Exercise aim:
Search the material for the word "EditInVSCode" and copy every line in which it occurs.

┌─ Data shown

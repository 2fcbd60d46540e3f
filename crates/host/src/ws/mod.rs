//! WebSocket transport for md-web
//!
//! Serves editor views over WebSocket, one document per connection.

pub mod connection;
pub mod protocol;

use std::sync::Arc;
use std::time::Duration;

use anyhow::Result;
use tokio::net::TcpListener;
use tokio::sync::RwLock;

use crate::config::Config;
use crate::runtime::{HostDeps, HostOptions};
use crate::session::SessionManager;

pub use connection::handle_connection;
pub use protocol::{parse_document_from_uri, validate_origin};

/// Shared by every connection
pub struct ServerState {
    pub sessions: RwLock<SessionManager>,
    pub deps: HostDeps,
    pub options: HostOptions,
}

impl ServerState {
    pub fn new(deps: HostDeps, options: HostOptions) -> Self {
        Self {
            sessions: RwLock::new(SessionManager::new()),
            deps,
            options,
        }
    }

    /// Filesystem-backed state built from `config`
    pub fn from_config(config: &Config) -> Self {
        Self::new(HostDeps::filesystem(config), HostOptions::from_config(config))
    }

    /// Close every live session and wait for its final write
    pub async fn close_all(&self, grace: Duration) -> usize {
        let handles = self.sessions.read().await.handles();
        for handle in &handles {
            handle.close();
        }
        for handle in &handles {
            let mut status = handle.watch_status();
            if tokio::time::timeout(grace, status.wait_for(|s| s.closed))
                .await
                .is_err()
            {
                tracing::warn!(session_id = %handle.id(), "Session did not close in time");
            }
        }
        handles.len()
    }
}

/// Bind and serve WebSocket connections
pub async fn serve(state: Arc<ServerState>, bind: &str, port: u16) -> Result<()> {
    let addr = format!("{bind}:{port}");
    let listener = TcpListener::bind(&addr).await?;
    tracing::info!(addr = %addr, "WebSocket server listening");
    serve_listener(listener, state).await
}

/// Accept loop over an already bound listener
pub async fn serve_listener(listener: TcpListener, state: Arc<ServerState>) -> Result<()> {
    // Spawn cleanup task for registrations left behind by ended sessions
    let cleanup_state = state.clone();
    tokio::spawn(async move {
        let mut interval = tokio::time::interval(Duration::from_secs(60));
        loop {
            interval.tick().await;
            let removed = cleanup_state.sessions.write().await.cleanup_closed();
            if removed > 0 {
                tracing::info!(removed, "Cleaned up stale sessions");
            }
        }
    });

    loop {
        let (stream, peer) = listener.accept().await?;
        let state = state.clone();
        tokio::spawn(async move {
            if let Err(e) = handle_connection(stream, state).await {
                tracing::warn!(peer = %peer, error = %e, "Connection ended with error");
            }
        });
    }
}
use rmpv::Value;
use serde::{Deserialize, Serialize};

use crate::envelope::ProtocolError;

/// The two cooperating contexts
#[derive(Debug, Clone, Copy, PartialEq, Eq, Hash)]
pub enum Side {
    /// Document authority (extension host)
    Host,
    /// Sandboxed editor view
    View,
}

impl Side {
    pub const fn peer(self) -> Self {
        match self {
            Self::Host => Self::View,
            Self::View => Self::Host,
        }
    }
}

impl std::fmt::Display for Side {
    fn fmt(&self, f: &mut std::fmt::Formatter<'_>) -> std::fmt::Result {
        match self {
            Self::Host => f.write_str("host"),
            Self::View => f.write_str("view"),
        }
    }
}

/// Known command names
#[derive(Debug, Clone, PartialEq, Eq, Hash)]
pub enum CommandName {
    // Handshake
    Init, // init
    Open, // open

    // Document sync
    Update,  // update
    Save,    // save
    DoSave,  // doSave
    Scroll,  // scroll
    RestoreScrollPosition, // restoreScrollPosition

    // Uploads
    Img,          // img
    Uploaded,     // uploaded
    UploadFailed, // uploadFailed

    // Host command surface
    Format,        // format
    OpenLink,      // openLink
    Command,       // command
    Export,        // export
    EditInVSCode,  // editInVSCode
    DeveloperTool, // developerTool
    SaveOutline,   // saveOutline

    Unknown(String),
}

impl CommandName {
    /// Every known command, in wire-table order
    pub const KNOWN: [Self; 17] = [
        Self::Init,
        Self::Open,
        Self::Update,
        Self::Save,
        Self::DoSave,
        Self::Scroll,
        Self::RestoreScrollPosition,
        Self::Img,
        Self::Uploaded,
        Self::UploadFailed,
        Self::Format,
        Self::OpenLink,
        Self::Command,
        Self::Export,
        Self::EditInVSCode,
        Self::DeveloperTool,
        Self::SaveOutline,
    ];

    pub fn as_str(&self) -> &str {
        match self {
            Self::Init => "init",
            Self::Open => "open",
            Self::Update => "update",
            Self::Save => "save",
            Self::DoSave => "doSave",
            Self::Scroll => "scroll",
            Self::RestoreScrollPosition => "restoreScrollPosition",
            Self::Img => "img",
            Self::Uploaded => "uploaded",
            Self::UploadFailed => "uploadFailed",
            Self::Format => "format",
            Self::OpenLink => "openLink",
            Self::Command => "command",
            Self::Export => "export",
            Self::EditInVSCode => "editInVSCode",
            Self::DeveloperTool => "developerTool",
            Self::SaveOutline => "saveOutline",
            Self::Unknown(s) => s,
        }
    }

    /// The side allowed to emit this command, `None` for unknown names
    pub const fn sender(&self) -> Option<Side> {
        match self {
            Self::Init
            | Self::Save
            | Self::DoSave
            | Self::Scroll
            | Self::Img
            | Self::OpenLink
            | Self::Command
            | Self::Export
            | Self::EditInVSCode
            | Self::DeveloperTool
            | Self::SaveOutline => Some(Side::View),
            Self::Open
            | Self::Update
            | Self::RestoreScrollPosition
            | Self::Uploaded
            | Self::UploadFailed
            | Self::Format => Some(Side::Host),
            Self::Unknown(_) => None,
        }
    }

    /// Handshake commands may cross the channel before the peer is ready
    pub const fn is_handshake(&self) -> bool {
        matches!(self, Self::Init | Self::Open)
    }
}

impl From<&str> for CommandName {
    fn from(s: &str) -> Self {
        match s {
            "init" => Self::Init,
            "open" => Self::Open,
            "update" => Self::Update,
            "save" => Self::Save,
            "doSave" => Self::DoSave,
            "scroll" => Self::Scroll,
            "restoreScrollPosition" => Self::RestoreScrollPosition,
            "img" => Self::Img,
            "uploaded" => Self::Uploaded,
            "uploadFailed" => Self::UploadFailed,
            "format" => Self::Format,
            "openLink" => Self::OpenLink,
            "command" => Self::Command,
            "export" => Self::Export,
            "editInVSCode" => Self::EditInVSCode,
            "developerTool" => Self::DeveloperTool,
            "saveOutline" => Self::SaveOutline,
            other => Self::Unknown(other.to_string()),
        }
    }
}

impl std::fmt::Display for CommandName {
    fn fmt(&self, f: &mut std::fmt::Formatter<'_>) -> std::fmt::Result {
        f.write_str(self.as_str())
    }
}

/// Editor settings forwarded to the view inside `open`
#[derive(Debug, Clone, PartialEq, Eq, Serialize, Deserialize)]
#[serde(rename_all = "camelCase", default)]
pub struct EditorConfig {
    pub hide_toolbar: bool,
    pub editor_language: String,
    pub preview_code_highlight: CodeHighlight,
    pub scroll_beyond_last_line: bool,
    pub prevent_mac_option_key: bool,
    pub platform: String,
    /// Outline panel shown next to the document
    pub outline: bool,
}

impl Default for EditorConfig {
    fn default() -> Self {
        Self {
            hide_toolbar: false,
            editor_language: "en_US".to_string(),
            preview_code_highlight: CodeHighlight::default(),
            scroll_beyond_last_line: false,
            prevent_mac_option_key: false,
            platform: std::env::consts::OS.to_string(),
            outline: false,
        }
    }
}

#[derive(Debug, Clone, Default, PartialEq, Eq, Serialize, Deserialize)]
#[serde(rename_all = "camelCase", default)]
pub struct CodeHighlight {
    pub show_line_number: bool,
}

/// `open`: host -> view
#[derive(Debug, Clone, PartialEq, Serialize, Deserialize)]
#[serde(rename_all = "camelCase")]
pub struct OpenPayload {
    pub content: String,
    pub root_path: String,
    #[serde(default)]
    pub config: EditorConfig,
    #[serde(default)]
    pub scroll_top: f64,
    #[serde(default)]
    pub revision: u64,
}

/// `update`: host -> view, full content replacement
#[derive(Debug, Clone, PartialEq, Eq, Serialize, Deserialize)]
pub struct UpdatePayload {
    pub content: String,
    pub revision: u64,
}

/// `save` / `doSave`: view -> host
///
/// The view tags edits with the revision of the content it last received.
/// A bare string is accepted as an untagged edit.
#[derive(Debug, Clone, PartialEq, Eq, Serialize, Deserialize)]
#[serde(untagged)]
pub enum EditPayload {
    Tagged {
        content: String,
        #[serde(rename = "baseRevision")]
        base_revision: u64,
    },
    Bare(String),
}

impl EditPayload {
    pub fn tagged(content: impl Into<String>, base_revision: u64) -> Self {
        Self::Tagged {
            content: content.into(),
            base_revision,
        }
    }

    pub fn content(&self) -> &str {
        match self {
            Self::Tagged { content, .. } | Self::Bare(content) => content,
        }
    }

    pub const fn base_revision(&self) -> Option<u64> {
        match self {
            Self::Tagged { base_revision, .. } => Some(*base_revision),
            Self::Bare(_) => None,
        }
    }

    pub fn into_content(self) -> String {
        match self {
            Self::Tagged { content, .. } | Self::Bare(content) => content,
        }
    }
}

/// `scroll`: view -> host
#[derive(Debug, Clone, Copy, PartialEq, Serialize, Deserialize)]
#[serde(rename_all = "camelCase")]
pub struct ScrollPayload {
    pub scroll_top: f64,
}

/// `img`: view -> host
///
/// Carried as a msgpack map with a binary `data` field; see
/// [`UploadRequest::into_value`].
#[derive(Debug, Clone, PartialEq, Eq)]
pub struct UploadRequest {
    pub token: u64,
    pub mime: String,
    pub data: Vec<u8>,
}

impl UploadRequest {
    /// Convert to `MessagePack` Value, moving the bytes
    pub fn into_value(self) -> Value {
        Value::Map(vec![
            (Value::String("token".into()), Value::Integer(self.token.into())),
            (Value::String("mime".into()), Value::String(self.mime.into())),
            (Value::String("data".into()), Value::Binary(self.data)),
        ])
    }
}

impl TryFrom<Value> for UploadRequest {
    type Error = ProtocolError;

    fn try_from(value: Value) -> Result<Self, Self::Error> {
        let Value::Map(entries) = value else {
            return Err(ProtocolError::payload(&CommandName::Img, "expected a map"));
        };

        let mut token = None;
        let mut mime = None;
        let mut data = None;
        for (key, value) in entries {
            match key.as_str() {
                Some("token") => token = value.as_u64(),
                Some("mime") => mime = value.as_str().map(ToString::to_string),
                Some("data") => match value {
                    Value::Binary(bytes) => data = Some(bytes),
                    // Binary strings from a JS FileReader arrive as str
                    Value::String(s) => data = Some(binary_string_bytes(s)?),
                    _ => {}
                },
                _ => {}
            }
        }

        Ok(Self {
            token: token.ok_or_else(|| ProtocolError::payload(&CommandName::Img, "missing token"))?,
            mime: mime.unwrap_or_else(|| "application/octet-stream".to_string()),
            data: data.ok_or_else(|| ProtocolError::payload(&CommandName::Img, "missing data"))?,
        })
    }
}

/// Bytes of a binary string, one char per byte
fn binary_string_bytes(s: rmpv::Utf8String) -> Result<Vec<u8>, ProtocolError> {
    let not_binary = || ProtocolError::payload(&CommandName::Img, "data is not a binary string");
    let s = s.into_str().ok_or_else(not_binary)?;
    s.chars().map(|c| u8::try_from(c).map_err(|_| not_binary())).collect()
}

/// `uploaded`: host -> view
#[derive(Debug, Clone, PartialEq, Eq, Serialize, Deserialize)]
pub struct UploadResolved {
    pub token: u64,
    pub uri: String,
}

/// `uploadFailed`: host -> view
#[derive(Debug, Clone, PartialEq, Eq, Serialize, Deserialize)]
pub struct UploadFailure {
    pub token: u64,
    pub reason: String,
}

/// `export`: view -> host
#[derive(Debug, Clone, PartialEq, Eq, Serialize, Deserialize)]
#[serde(rename_all = "camelCase")]
pub struct ExportRequest {
    #[serde(rename = "type")]
    pub kind: String,
    #[serde(default, skip_serializing_if = "Option::is_none")]
    pub without_outline: Option<bool>,
}

impl ExportRequest {
    pub fn new(format: ExportFormat) -> Self {
        Self {
            kind: format.as_str().to_string(),
            without_outline: None,
        }
    }

    #[must_use]
    pub const fn without_outline(mut self) -> Self {
        self.without_outline = Some(true);
        self
    }

    pub fn format(&self) -> Option<ExportFormat> {
        ExportFormat::parse(&self.kind)
    }
}

#[derive(Debug, Clone, Copy, PartialEq, Eq)]
pub enum ExportFormat {
    Pdf,
    Docx,
    Html,
}

impl ExportFormat {
    pub fn parse(s: &str) -> Option<Self> {
        match s {
            "pdf" => Some(Self::Pdf),
            "docx" => Some(Self::Docx),
            "html" => Some(Self::Html),
            _ => None,
        }
    }

    pub const fn as_str(self) -> &'static str {
        match self {
            Self::Pdf => "pdf",
            Self::Docx => "docx",
            Self::Html => "html",
        }
    }
}

/// `format`: host -> view
#[derive(Debug, Clone, PartialEq, Eq, Serialize, Deserialize)]
pub struct FormatRequest {
    pub kind: String,
    #[serde(default, skip_serializing_if = "Option::is_none")]
    pub level: Option<u8>,
}

impl FormatRequest {
    pub fn new(kind: FormatKind) -> Self {
        match kind {
            FormatKind::Heading(level) => Self {
                kind: "heading".to_string(),
                level: Some(level),
            },
            FormatKind::Bold => Self::named("bold"),
            FormatKind::Italic => Self::named("italic"),
            FormatKind::List { ordered: false } => Self::named("list"),
            FormatKind::List { ordered: true } => Self::named("orderedList"),
        }
    }

    fn named(kind: &str) -> Self {
        Self {
            kind: kind.to_string(),
            level: None,
        }
    }

    pub fn kind(&self) -> Option<FormatKind> {
        match self.kind.as_str() {
            "heading" => Some(FormatKind::Heading(self.level.unwrap_or(1).clamp(1, 6))),
            "bold" => Some(FormatKind::Bold),
            "italic" => Some(FormatKind::Italic),
            "list" => Some(FormatKind::List { ordered: false }),
            "orderedList" => Some(FormatKind::List { ordered: true }),
            _ => None,
        }
    }
}

#[derive(Debug, Clone, Copy, PartialEq, Eq)]
pub enum FormatKind {
    Heading(u8),
    Bold,
    Italic,
    List { ordered: bool },
}
mod common;

use common::{settle, start_host, RawView, ServiceCall, Stores, DOC};
use md_web_host::ExternalOrigin;
use md_web_protocol::{
    CommandName, EditPayload, ExportFormat, ExportRequest, FormatKind, FormatRequest, OpenPayload, ScrollPayload,
    UpdatePayload, UploadFailure, UploadRequest, UploadResolved,
};

async fn connect(stores: &Stores) -> (md_web_host::HostHandle, tokio::task::JoinHandle<()>, RawView) {
    let (handle, task, link) = start_host(stores).await;
    (handle, task, RawView { link })
}

#[tokio::test(start_paused = true)]
async fn init_is_answered_with_open() {
    let stores = Stores::new("# Notes");
    let (handle, _task, mut view) = connect(&stores).await;

    let open: OpenPayload = view.init().await.payload().unwrap();
    assert_eq!(open.content, "# Notes");
    assert_eq!(open.root_path, "/notes");
    assert_eq!(open.revision, 1);
    assert_eq!(open.config.platform, "linux");
    settle().await;
    assert!(handle.status().view_ready);
}

#[tokio::test(start_paused = true)]
async fn saves_are_not_echoed() {
    let stores = Stores::new("a");
    let (handle, _task, mut view) = connect(&stores).await;
    view.init().await;

    view.send(CommandName::Save, &EditPayload::tagged("ab", 1));
    assert!(view.drain().await.is_empty());
    assert_eq!(handle.status().revision, 2);
    assert_eq!(stores.documents.writes(), vec!["ab".to_string()]);
    assert!(!handle.status().dirty);
}

#[tokio::test(start_paused = true)]
async fn edit_based_on_replaced_content_is_dropped() {
    let stores = Stores::new("draft");
    let (handle, _task, mut view) = connect(&stores).await;
    view.init().await;

    handle.external("reloaded", ExternalOrigin::Reload);
    let update: UpdatePayload = view.recv().await.unwrap().payload().unwrap();
    assert_eq!(update.revision, 2);

    // Typed before the view saw the reload
    view.send(CommandName::Save, &EditPayload::tagged("draft + typing", 1));
    settle().await;
    assert_eq!(stores.documents.current(DOC).as_deref(), Some("reloaded"));

    view.send(CommandName::Save, &EditPayload::tagged("reloaded + typing", 2));
    settle().await;
    assert_eq!(stores.documents.current(DOC).as_deref(), Some("reloaded + typing"));
    assert_eq!(handle.status().revision, 3);
}

#[tokio::test(start_paused = true)]
async fn host_messages_wait_for_init() {
    let stores = Stores::new("v1");
    let (handle, _task, mut view) = connect(&stores).await;

    handle.external("v2", ExternalOrigin::Undo);
    handle.format(FormatKind::Bold);
    assert!(view.drain().await.is_empty());

    let open: OpenPayload = view.init().await.payload().unwrap();
    assert_eq!(open.content, "v2");
    let queued = view.drain().await;
    let names: Vec<_> = queued.iter().map(|e| e.name.clone()).collect();
    assert_eq!(names, vec![CommandName::Update, CommandName::Format]);
    let format: FormatRequest = queued[1].payload().unwrap();
    assert_eq!(format.kind(), Some(FormatKind::Bold));
}

#[tokio::test(start_paused = true)]
async fn reveal_restores_last_reported_scroll() {
    let stores = Stores::new("text");
    let (handle, _task, mut view) = connect(&stores).await;
    view.init().await;

    view.send(CommandName::Scroll, &ScrollPayload { scroll_top: 230.0 });
    settle().await;
    handle.reveal();
    let restore = view.recv().await.unwrap();
    assert_eq!(restore.name, CommandName::RestoreScrollPosition);
    let top: f64 = restore.payload().unwrap();
    assert!((top - 230.0).abs() < f64::EPSILON);
}

#[tokio::test(start_paused = true)]
async fn uploads_are_answered_by_token() {
    let stores = Stores::new("");
    let (_handle, _task, mut view) = connect(&stores).await;
    view.init().await;

    let request = UploadRequest {
        token: 41,
        mime: "image/png".into(),
        data: vec![1, 2, 3],
    };
    let frame = md_web_protocol::Envelope::from_value(CommandName::Img, request.into_value())
        .encode()
        .unwrap();
    view.send_frame(frame);
    let resolved: UploadResolved = view.recv().await.unwrap().payload().unwrap();
    assert_eq!(resolved.token, 41);
    assert_eq!(resolved.uri, "assets/img-1.png");

    stores
        .attachments
        .refuse
        .store(true, std::sync::atomic::Ordering::SeqCst);
    let frame = md_web_protocol::Envelope::from_value(
        CommandName::Img,
        UploadRequest {
            token: 42,
            mime: "image/png".into(),
            data: vec![9],
        }
        .into_value(),
    )
    .encode()
    .unwrap();
    view.send_frame(frame);
    let failed = view.recv().await.unwrap();
    assert_eq!(failed.name, CommandName::UploadFailed);
    let failed: UploadFailure = failed.payload().unwrap();
    assert_eq!(failed.token, 42);
}

#[tokio::test(start_paused = true)]
async fn malformed_frames_do_not_end_the_session() {
    let stores = Stores::new("a");
    let (handle, task, mut view) = connect(&stores).await;
    view.init().await;

    view.send_frame(vec![0xc1]);
    view.send(CommandName::Scroll, "not a map");
    view.send(CommandName::Export, &ExportRequest {
        kind: "odt".into(),
        without_outline: None,
    });
    view.send(CommandName::Update, &UpdatePayload {
        content: "from the wrong side".into(),
        revision: 9,
    });
    view.send(CommandName::Save, &EditPayload::Bare("still alive".into()));
    settle().await;

    assert!(!task.is_finished());
    assert_eq!(handle.status().revision, 2);
    assert!(stores.services.calls().is_empty());
}

#[tokio::test(start_paused = true)]
async fn service_requests_reach_host_services() {
    let stores = Stores::new("a");
    let (_handle, _task, mut view) = connect(&stores).await;
    view.init().await;

    view.send(CommandName::OpenLink, "https://example.com");
    view.send(CommandName::OpenLink, "other.md");
    view.send(CommandName::Command, "vsc-markdown.paste");
    view.send(CommandName::Export, &ExportRequest::new(ExportFormat::Pdf).without_outline());
    view.send(CommandName::EditInVSCode, &true);
    view.send_frame(
        md_web_protocol::Envelope::bare(CommandName::DeveloperTool)
            .encode()
            .unwrap(),
    );
    settle().await;

    let calls = stores.services.calls();
    assert_eq!(calls.len(), 6);
    for expected in [
        ServiceCall::OpenLink("https://example.com/".into()),
        ServiceCall::OpenLink("file:///notes/other.md".into()),
        ServiceCall::Command("vsc-markdown.paste".into()),
        ServiceCall::Export {
            format: ExportFormat::Pdf,
            without_outline: true,
        },
        ServiceCall::EditAsText(DOC.into()),
        ServiceCall::DeveloperTools,
    ] {
        assert!(calls.contains(&expected), "missing {expected:?}");
    }
}

#[tokio::test(start_paused = true)]
async fn outline_toggle_is_saved_and_reopened() {
    let stores = Stores::new("a");
    let (_handle, _task, mut view) = connect(&stores).await;
    let open: OpenPayload = view.init().await.payload().unwrap();
    assert!(!open.config.outline);

    view.send(CommandName::SaveOutline, &true);
    settle().await;
    assert_eq!(stores.services.calls(), vec![ServiceCall::SaveOutline(true)]);

    let reopened: OpenPayload = view.init().await.payload().unwrap();
    assert!(reopened.config.outline);
}

#[tokio::test(start_paused = true)]
async fn do_save_skips_the_debounce() {
    let stores = Stores::new("a");
    let (_handle, _task, mut view) = connect(&stores).await;
    view.init().await;

    view.send(CommandName::DoSave, &EditPayload::tagged("saved now", 1));
    tokio::time::sleep(std::time::Duration::from_millis(20)).await;
    assert_eq!(stores.documents.writes(), vec!["saved now".to_string()]);
}

#[tokio::test(start_paused = true)]
async fn closing_flushes_unsaved_edit() {
    let stores = Stores::new("a");
    let (handle, task, mut view) = connect(&stores).await;
    view.init().await;

    view.send(CommandName::Save, &EditPayload::tagged("unsaved", 1));
    tokio::task::yield_now().await;
    drop(view);
    task.await.unwrap();

    assert_eq!(stores.documents.writes(), vec!["unsaved".to_string()]);
    let status = handle.status();
    assert!(status.closed);
    assert!(!status.dirty);
    assert!(handle.is_closed());
}

#[tokio::test(start_paused = true)]
async fn close_request_ends_session_while_view_stays() {
    let stores = Stores::new("a");
    let (handle, task, mut view) = connect(&stores).await;
    view.init().await;

    view.send(CommandName::Save, &EditPayload::tagged("closing", 1));
    tokio::task::yield_now().await;
    assert!(handle.close());
    task.await.unwrap();

    assert_eq!(stores.documents.writes(), vec!["closing".to_string()]);
    assert!(handle.status().closed);
    // The view link is still open; nothing more is sent to it
    assert!(view.drain().await.is_empty());
}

└─

Output below:
    EditInVSCode,  // editInVSCode
        Self::EditInVSCode,
            Self::EditInVSCode => "editInVSCode",
            | Self::EditInVSCode
            "editInVSCode" => Self::EditInVSCode,
    view.send(CommandName::EditInVSCode, &true);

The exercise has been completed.